DATA FOR THIS EXERCISE below:

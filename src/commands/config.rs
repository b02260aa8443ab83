//! Config file commands

use std::path::Path;

use anyhow::{Result, bail};
use colored::Colorize;

use crate::config::ArtgridConfig;

/// Print the effective configuration as TOML
pub fn cmd_config_show(config: &ArtgridConfig) -> Result<()> {
    let content = toml::to_string_pretty(config)?;
    println!("{content}");
    Ok(())
}

pub fn cmd_config_path(path: &Path) -> Result<()> {
    let marker = if path.exists() {
        "".normal()
    } else {
        " (not created yet)".dimmed()
    };
    println!("{}{}", path.display(), marker);
    Ok(())
}

/// Write a default config file, refusing to overwrite unless `force`
pub fn cmd_config_init(path: &Path, force: bool) -> Result<()> {
    if path.exists() && !force {
        bail!(
            "Config already exists at {} (use --force to overwrite)",
            path.display()
        );
    }

    ArtgridConfig::default().save_to(path)?;
    println!(
        "{} Wrote default config to {}",
        "✓".green(),
        path.display().to_string().cyan()
    );
    Ok(())
}
//! artgrid: browse a paginated artwork collection in the terminal
//!
//! The library holds the fetch client, the pagination and selection state
//! machines and the ratatui front end; `main.rs` only wires them to the CLI.

pub mod api;
pub mod commands;
pub mod config;
pub mod http;
pub mod logging;
pub mod models;
pub mod pagination;
pub mod selection;
pub mod tui;

pub use api::{ArticClient, ArtworkSource, FetchError};
pub use config::{ArtgridConfig, TuiTheme};
pub use models::{ArtworkId, ArtworkRecord, PageResult};
pub use pagination::Pagination;
pub use selection::{SelectionError, SelectionSet};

End of DATA FOR THIS EXERCISE.

» **EXERCISE DESCRIPTION**: Check every line of the entries for "force" and report how many lines contain it, without any other words.

» **WRITTEN REPLY**: 4